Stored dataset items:
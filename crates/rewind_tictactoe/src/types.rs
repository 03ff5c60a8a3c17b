//! Core domain types for tic-tac-toe.

use derive_more::Display;
use serde::{Deserialize, Serialize};

use crate::Position;

/// Number of cells on the board.
pub const BOARD_CELLS: usize = 9;

/// Side length of the square board.
pub const BOARD_SIDE: usize = 3;

/// A mark placed on the board.
#[derive(Debug, Clone, Copy, PartialEq, Eq, Hash, Display, Serialize, Deserialize)]
pub enum Player {
    /// Player X (moves first every round).
    X,
    /// Player O (moves second).
    O,
}

impl Player {
    /// Maps the turn flag onto a mark.
    pub fn from_x_is_next(x_is_next: bool) -> Self {
        if x_is_next { Player::X } else { Player::O }
    }
}

/// A square on the tic-tac-toe board.
#[derive(Debug, Clone, Copy, PartialEq, Eq, Hash, Default, Serialize, Deserialize)]
pub enum Square {
    /// Empty square.
    #[default]
    Empty,
    /// Square occupied by a player.
    Occupied(Player),
}

impl Square {
    /// Returns the mark in this square, if any.
    pub fn player(self) -> Option<Player> {
        match self {
            Square::Empty => None,
            Square::Occupied(player) => Some(player),
        }
    }
}

/// 3x3 tic-tac-toe board.
#[derive(Debug, Clone, PartialEq, Eq, Hash, Serialize, Deserialize)]
pub struct Board {
    /// Squares in row-major order (0-8).
    squares: [Square; BOARD_CELLS],
}

impl Board {
    /// Creates a new empty board.
    pub fn new() -> Self {
        Self {
            squares: [Square::Empty; BOARD_CELLS],
        }
    }

    /// Builds a board directly from its squares.
    pub fn from_squares(squares: [Square; BOARD_CELLS]) -> Self {
        Self { squares }
    }

    /// Gets the square at the given position.
    pub fn get(&self, pos: Position) -> Square {
        self.squares[pos.to_index()]
    }

    /// Returns a copy of this board with `player` placed at `pos`.
    ///
    /// History entries are immutable, so placing a mark always yields a new board.
    pub fn with_mark(&self, pos: Position, player: Player) -> Self {
        let mut next = self.clone();
        next.squares[pos.to_index()] = Square::Occupied(player);
        next
    }

    /// Checks if a square is empty.
    pub fn is_empty(&self, pos: Position) -> bool {
        self.get(pos) == Square::Empty
    }

    /// Number of occupied squares.
    pub fn occupied(&self) -> usize {
        self.squares.iter().filter(|s| **s != Square::Empty).count()
    }

    /// Returns all squares.
    pub fn squares(&self) -> &[Square; BOARD_CELLS] {
        &self.squares
    }

    /// Formats the board as a human-readable string.
    ///
    /// Empty squares show their 1-based key so the grid doubles as a keypad hint.
    pub fn display(&self) -> String {
        let mut result = String::new();
        for row in 0..BOARD_SIDE {
            for col in 0..BOARD_SIDE {
                let pos = row * BOARD_SIDE + col;
                let symbol = match self.squares[pos] {
                    Square::Empty => (pos + 1).to_string(),
                    Square::Occupied(player) => player.to_string(),
                };
                result.push_str(&symbol);
                if col < BOARD_SIDE - 1 {
                    result.push('|');
                }
            }
            if row < BOARD_SIDE - 1 {
                result.push_str("\n-+-+-\n");
            }
        }
        result
    }
}

impl Default for Board {
    fn default() -> Self {
        Self::new()
    }
}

» WHAT YOU SHOULD DO:
The reply should be a precise retyping of all the data.

» WRITTEN ANSWER:
filename crates/rewind_tictactoe/src/types.rs
repository 03ff5c60a8a3c17b
//! Core domain types for tic-tac-toe.

use derive_more::Display;
use serde::{Deserialize, Serialize};

use crate::Position;

/// Number of cells on the board.
pub const BOARD_CELLS: usize = 9;

/// Side length of the square board.
pub const BOARD_SIDE: usize = 3;

/// A mark placed on the board.
#[derive(Debug, Clone, Copy, PartialEq, Eq, Hash, Display, Serialize, Deserialize)]
pub enum Player {
    /// Player X (moves first every round).
    X,
    /// Player O (moves second).
    O,
}

impl Player {
    /// Maps the turn flag onto a mark.
    pub fn from_x_is_next(x_is_next: bool) -> Self {
        if x_is_next { Player::X } else { Player::O }
    }
}

/// A square on the tic-tac-toe board.
#[derive(Debug, Clone, Copy, PartialEq, Eq, Hash, Default, Serialize, Deserialize)]
pub enum Square {
    /// Empty square.
    #[default]
    Empty,
    /// Square occupied by a player.
    Occupied(Player),
}

impl Square {
    /// Returns the mark in this square, if any.
    pub fn player(self) -> Option<Player> {
        match self {
            Square::Empty => None,
            Square::Occupied(player) => Some(player),
        }
    }
}

/// 3x3 tic-tac-toe board.
#[derive(Debug, Clone, PartialEq, Eq, Hash, Serialize, Deserialize)]
pub struct Board {
    /// Squares in row-major order (0-8).
    squares: [Square; BOARD_CELLS],
}

impl Board {
    /// Creates a new empty board.
    pub fn new() -> Self {
        Self {
            squares: [Square::Empty; BOARD_CELLS],
        }
    }

    /// Builds a board directly from its squares.
    pub fn from_squares(squares: [Square; BOARD_CELLS]) -> Self {
        Self { squares }
    }

    /// Gets the square at the given position.
    pub fn get(&self, pos: Position) -> Square {
        self.squares[pos.to_index()]
    }

    /// Returns a copy of this board with `player` placed at `pos`.
    ///
    /// History entries are immutable, so placing a mark always yields a new board.
    pub fn with_mark(&self, pos: Position, player: Player) -> Self {
        let mut next = self.clone();
        next.squares[pos.to_index()] = Square::Occupied(player);
        next
    }

    /// Checks if a square is empty.
    pub fn is_empty(&self, pos: Position) -> bool {
        self.get(pos) == Square::Empty
    }

    /// Number of occupied squares.
    pub fn occupied(&self) -> usize {
        self.squares.iter().filter(|s| **s != Square::Empty).count()
    }

    /// Returns all squares.
    pub fn squares(&self) -> &[Square; BOARD_CELLS] {
        &self.squares
    }

    /// Formats the board as a human-readable string.
    ///
    /// Empty squares show their 1-based key so the grid doubles as a keypad hint.
    pub fn display(&self) -> String {
        let mut result = String::new();
        for row in 0..BOARD_SIDE {
            for col in 0..BOARD_SIDE {
                let pos = row * BOARD_SIDE + col;
                let symbol = match self.squares[pos] {
                    Square::Empty => (pos + 1).to_string(),
                    Square::Occupied(player) => player.to_string(),
                };
                result.push_str(&symbol);
                if col < BOARD_SIDE - 1 {
                    result.push('|');
                }
            }
            if row < BOARD_SIDE - 1 {
                result.push_str("\n-+-+-\n");
            }
        }
        result
    }
}

impl Default for Board {
    fn default() -> Self {
        Self::new()
    }
}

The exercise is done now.